Why is there so much post-punk rock in your work?
I grew up in the 90s so it’s my high school listening and a lot of my references are from that time. Shoegazer-y stuff has a lot of psychedelic 60′s/euro/garage/dirge-y/ spector “wall of sound” type shit. Basically, they’re a lot of static noisy melodies that I really appreciate. There are a lot of layers and influences to it and for some reason its been my thing since as far back as I can remember finding Live 105 radio in SF when I was attending Everett Middle School. Maybe it was because my dad was so into Santana, Queen, and the Beatles that it was a natural progression for me to go towards punk. A lot of my friends around East and South LA have the same sort of musical preference as well and so there for the portraits I do naturally reference this music. It has become a kind of specific generational thing.
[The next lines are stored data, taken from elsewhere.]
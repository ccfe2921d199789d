use std::fmt;

#[derive(Debug, Clone)]
pub enum GeodiscountError {
    CacheConnection(String),
    CachePluginNotFound(String),
    DatabaseConfig(String),
    DatabaseConnection(String),
    DatabaseOperation(String),
    Validation(String),
    NotFound(String),
    StoragePluginNotFound(String),
}

impl GeodiscountError {
    /// 获取错误代码
    pub fn code(&self) -> &'static str {
        match self {
            GeodiscountError::CacheConnection(_) => "E001",
            GeodiscountError::CachePluginNotFound(_) => "E002",
            GeodiscountError::DatabaseConfig(_) => "E003",
            GeodiscountError::DatabaseConnection(_) => "E004",
            GeodiscountError::DatabaseOperation(_) => "E005",
            GeodiscountError::Validation(_) => "E006",
            GeodiscountError::NotFound(_) => "E007",
            GeodiscountError::StoragePluginNotFound(_) => "E008",
        }
    }

    /// 获取错误类型名称
    pub fn error_type(&self) -> &'static str {
        match self {
            GeodiscountError::CacheConnection(_) => "Cache Connection Error",
            GeodiscountError::CachePluginNotFound(_) => "Cache Plugin Not Found",
            GeodiscountError::DatabaseConfig(_) => "Database Configuration Error",
            GeodiscountError::DatabaseConnection(_) => "Database Connection Error",
            GeodiscountError::DatabaseOperation(_) => "Database Operation Error",
            GeodiscountError::Validation(_) => "Validation Error",
            GeodiscountError::NotFound(_) => "Resource Not Found",
            GeodiscountError::StoragePluginNotFound(_) => "Storage Plugin Not Found",
        }
    }

    /// 获取错误详情
    pub fn message(&self) -> &str {
        match self {
            GeodiscountError::CacheConnection(msg) => msg,
            GeodiscountError::CachePluginNotFound(msg) => msg,
            GeodiscountError::DatabaseConfig(msg) => msg,
            GeodiscountError::DatabaseConnection(msg) => msg,
            GeodiscountError::DatabaseOperation(msg) => msg,
            GeodiscountError::Validation(msg) => msg,
            GeodiscountError::NotFound(msg) => msg,
            GeodiscountError::StoragePluginNotFound(msg) => msg,
        }
    }

    /// 格式化为简洁输出
    pub fn format_simple(&self) -> String {
        format!("{}: {}", self.error_type(), self.message())
    }
}

impl fmt::Display for GeodiscountError {
    fn fmt(&self, f: &mut fmt::Formatter<'_>) -> fmt::Result {
        // 默认使用简洁格式
        write!(f, "{}", self.format_simple())
    }
}

impl std::error::Error for GeodiscountError {}

// 便捷的构造函数
impl GeodiscountError {
    pub fn cache_connection<T: Into<String>>(msg: T) -> Self {
        GeodiscountError::CacheConnection(msg.into())
    }

    pub fn cache_plugin_not_found<T: Into<String>>(msg: T) -> Self {
        GeodiscountError::CachePluginNotFound(msg.into())
    }

    pub fn database_config<T: Into<String>>(msg: T) -> Self {
        GeodiscountError::DatabaseConfig(msg.into())
    }

    pub fn database_connection<T: Into<String>>(msg: T) -> Self {
        GeodiscountError::DatabaseConnection(msg.into())
    }

    pub fn database_operation<T: Into<String>>(msg: T) -> Self {
        GeodiscountError::DatabaseOperation(msg.into())
    }

    pub fn validation<T: Into<String>>(msg: T) -> Self {
        GeodiscountError::Validation(msg.into())
    }

    pub fn not_found<T: Into<String>>(msg: T) -> Self {
        GeodiscountError::NotFound(msg.into())
    }

    pub fn storage_plugin_not_found<T: Into<String>>(msg: T) -> Self {
        GeodiscountError::StoragePluginNotFound(msg.into())
    }
}

// 为常见的错误类型实现 From trait
impl From<sea_orm::DbErr> for GeodiscountError {
    fn from(err: sea_orm::DbErr) -> Self {
        GeodiscountError::DatabaseOperation(err.to_string())
    }
}

impl From<std::io::Error> for GeodiscountError {
    fn from(err: std::io::Error) -> Self {
        GeodiscountError::DatabaseConfig(err.to_string())
    }
}

pub type Result<T> = std::result::Result<T, GeodiscountError>;
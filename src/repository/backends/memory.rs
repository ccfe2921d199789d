use std::collections::BTreeMap;
use std::sync::atomic::{AtomicI64, Ordering};

use async_trait::async_trait;
use chrono::Utc;
use tokio::sync::RwLock;

use crate::errors::{GeodiscountError, Result};
use crate::repository::models::StorageConfig;
use crate::repository::{Discount, DiscountRepository, NewDiscount, NewRetailer, Retailer};
use crate::utils::geo::{Coordinate, bounding_box};

/// 进程内存储后端
///
/// 测试和演示部署使用，进程退出即丢失。
/// BTreeMap 保证遍历按 id 升序，与 SQL 后端的主键顺序一致。
#[derive(Default)]
pub struct MemoryRepository {
    discounts: RwLock<BTreeMap<i64, Discount>>,
    retailers: RwLock<BTreeMap<i64, Retailer>>,
    next_discount_id: AtomicI64,
    next_retailer_id: AtomicI64,
}

impl MemoryRepository {
    pub fn new() -> Self {
        Self {
            discounts: RwLock::new(BTreeMap::new()),
            retailers: RwLock::new(BTreeMap::new()),
            next_discount_id: AtomicI64::new(1),
            next_retailer_id: AtomicI64::new(1),
        }
    }

    fn in_box(
        coordinate: &Coordinate,
        bbox: (f64, f64, f64, f64),
    ) -> bool {
        let (min_lat, max_lat, min_lon, max_lon) = bbox;
        coordinate.latitude >= min_lat
            && coordinate.latitude <= max_lat
            && coordinate.longitude >= min_lon
            && coordinate.longitude <= max_lon
    }
}

#[async_trait]
impl DiscountRepository for MemoryRepository {
    async fn get_discount(&self, id: i64) -> Option<Discount> {
        self.discounts.read().await.get(&id).cloned()
    }

    async fn load_discounts(&self) -> Vec<Discount> {
        self.discounts.read().await.values().cloned().collect()
    }

    async fn discounts_within(&self, center: &Coordinate, radius_km: f64) -> Result<Vec<Discount>> {
        let bbox = bounding_box(center, radius_km);
        let now = Utc::now();

        Ok(self
            .discounts
            .read()
            .await
            .values()
            .filter(|d| d.is_active && d.expiration_date > now)
            .filter(|d| Self::in_box(&d.coordinate, bbox))
            .cloned()
            .collect())
    }

    async fn insert_discount(&self, new: NewDiscount) -> Result<Discount> {
        let mut discounts = self.discounts.write().await;

        // 折扣码唯一，模拟 SQL 后端的唯一约束
        if discounts
            .values()
            .any(|d| d.discount_code == new.discount_code)
        {
            return Err(GeodiscountError::database_operation(format!(
                "Duplicate discount code: {}",
                new.discount_code
            )));
        }

        let id = self.next_discount_id.fetch_add(1, Ordering::SeqCst);
        let now = Utc::now();

        let discount = Discount {
            id,
            retailer_id: new.retailer_id,
            description: new.description,
            discount_code: new.discount_code,
            discount_value: new.discount_value,
            is_active: new.is_active,
            expiration_date: new.expiration_date,
            coordinate: new.coordinate,
            created_at: now,
            updated_at: now,
        };

        discounts.insert(id, discount.clone());
        Ok(discount)
    }

    async fn remove_discount(&self, id: i64) -> Result<()> {
        match self.discounts.write().await.remove(&id) {
            Some(_) => Ok(()),
            None => Err(GeodiscountError::not_found(format!(
                "Discount not found: {id}"
            ))),
        }
    }

    async fn count_discounts(&self) -> Result<u64> {
        Ok(self.discounts.read().await.len() as u64)
    }

    async fn get_retailer(&self, id: i64) -> Option<Retailer> {
        self.retailers.read().await.get(&id).cloned()
    }

    async fn load_retailers(&self) -> Vec<Retailer> {
        self.retailers.read().await.values().cloned().collect()
    }

    async fn retailers_within(&self, center: &Coordinate, radius_km: f64) -> Result<Vec<Retailer>> {
        let bbox = bounding_box(center, radius_km);

        Ok(self
            .retailers
            .read()
            .await
            .values()
            .filter(|r| Self::in_box(&r.coordinate, bbox))
            .cloned()
            .collect())
    }

    async fn insert_retailer(&self, new: NewRetailer) -> Result<Retailer> {
        let id = self.next_retailer_id.fetch_add(1, Ordering::SeqCst);
        let now = Utc::now();

        let retailer = Retailer {
            id,
            name: new.name,
            contact_info: new.contact_info,
            coordinate: new.coordinate,
            created_at: now,
            updated_at: now,
        };

        self.retailers.write().await.insert(id, retailer.clone());
        Ok(retailer)
    }

    async fn remove_retailer(&self, id: i64) -> Result<()> {
        match self.retailers.write().await.remove(&id) {
            Some(_) => Ok(()),
            None => Err(GeodiscountError::not_found(format!(
                "Retailer not found: {id}"
            ))),
        }
    }

    async fn get_backend_config(&self) -> StorageConfig {
        StorageConfig {
            storage_type: "memory".to_string(),
            supports_spatial_query: false,
        }
    }
}
//! MaxMind GeoLite2 数据库实现
//!
//! 使用本地 MaxMind GeoLite2-City.mmdb 文件进行 IP 地理位置查询

use std::net::IpAddr;
use std::sync::Arc;

use async_trait::async_trait;
use maxminddb::Reader;
use tracing::trace;

use super::provider::{GeoLookup, ResolvedLocation};
use crate::utils::geo::Coordinate;

/// MaxMind 地理位置 Provider
pub struct MaxMindProvider {
    reader: Arc<Reader<Vec<u8>>>,
}

impl MaxMindProvider {
    /// 从文件路径创建 MaxMind Provider
    pub fn new(path: &str) -> Result<Self, maxminddb::MaxMindDbError> {
        let reader = Reader::open_readfile(path)?;
        Ok(Self {
            reader: Arc::new(reader),
        })
    }
}

#[async_trait]
impl GeoLookup for MaxMindProvider {
    async fn lookup(&self, ip: &str) -> Option<ResolvedLocation> {
        let ip_addr: IpAddr = ip.parse().ok()?;

        let result = self.reader.lookup(ip_addr).ok()?;
        let city: maxminddb::geoip2::City = result.decode().ok()??;

        // 没有坐标的记录等同于未命中
        let latitude = city.location.latitude?;
        let longitude = city.location.longitude?;

        let country = city
            .country
            .names
            .english
            .map(String::from)
            .or_else(|| city.country.iso_code.map(String::from));
        let city_name = city.city.names.english.map(|s| s.to_string());

        trace!(
            "MaxMind lookup for {}: country={:?}, city={:?}",
            ip, country, city_name
        );

        Some(ResolvedLocation {
            coordinate: Coordinate::new(latitude, longitude),
            city: city_name,
            // GeoLite2 的 subdivision 命名跨数据库版本不稳定，不提供 region
            region: None,
            country,
        })
    }

    fn name(&self) -> &'static str {
        "MaxMind"
    }
}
Subcultures I’m influenced by are music-based. Music is a great unifier and whole genres and subcultures and friendships are borne from music. It’s easy to come together in a collective consciousness around music and like it’s a way to differentiate. It is cathartic, relatable, also escapist and transcendent. You don’t have to read a whole backlog of art theory to get to it, not that there’s anything wrong with that. It’s easy to discern influences in music, similar to fashion, but you can get whole histories with music that you might not so readily with other things.
You’ve exhibited internationally, what are some things you hear from people from other cultures that encounter your work?
People read that the work is about youth culture. The “ethnic” read isn’t dominant as people see that these are kids hanging out and partying, into punk or whatever t-shirt they happen to be wearing in the piece. I think then the work becomes more about psychology, group dynamics or personal narrative.
Your work seems to always get talked about how you remove the context of your subjects and isolate them. What’s up with that?
I think people surpass their contexts. Individuals are more complex than language and place. We evolve faster than our languages and contexts and environment and I’d rather focus on subjects then environment because you can connote so much from just the person. Whether it is through the way they dress, the attitude, or different facial expressions you can see that and don’t need the extra information. It isn’t necessary. Often the environments are limiting and can flatten the read as well. A blank background is a way to ask the viewer to project his or her own questions or assumptions onto the work. I see the absence of a background more as the presence of infinite space and possibilities.
Can you talk about the flat or binary way people get depicted?
The tattoo shop I apprentice at right now just did a reality show and it just showed me how media just flattens people. The stories that get crafted are one-dimensional and so linear and people are just way more complicated than that. You’re shown a person and she’s either a gold-digger or the good mother and people’s histories and mentalities are way more complex than what we’re fed by media.
Raquel Gutiérrez is a performer, writer, actor, curator, playwright, and cultural organizer. She has written on queerness, music, film, performance and community building in addition to creating original solo and ensemble performance compositions. Raquel is also an expert in creating artist-community partnerships for a range of institutional and community-based organizations. Raquel has studied and graduated from both community and university settings but really got her art education at Jabberjaw in Mid-City/L.A. as well as when she interned and house managed at Highways Performance Space in the year 2000.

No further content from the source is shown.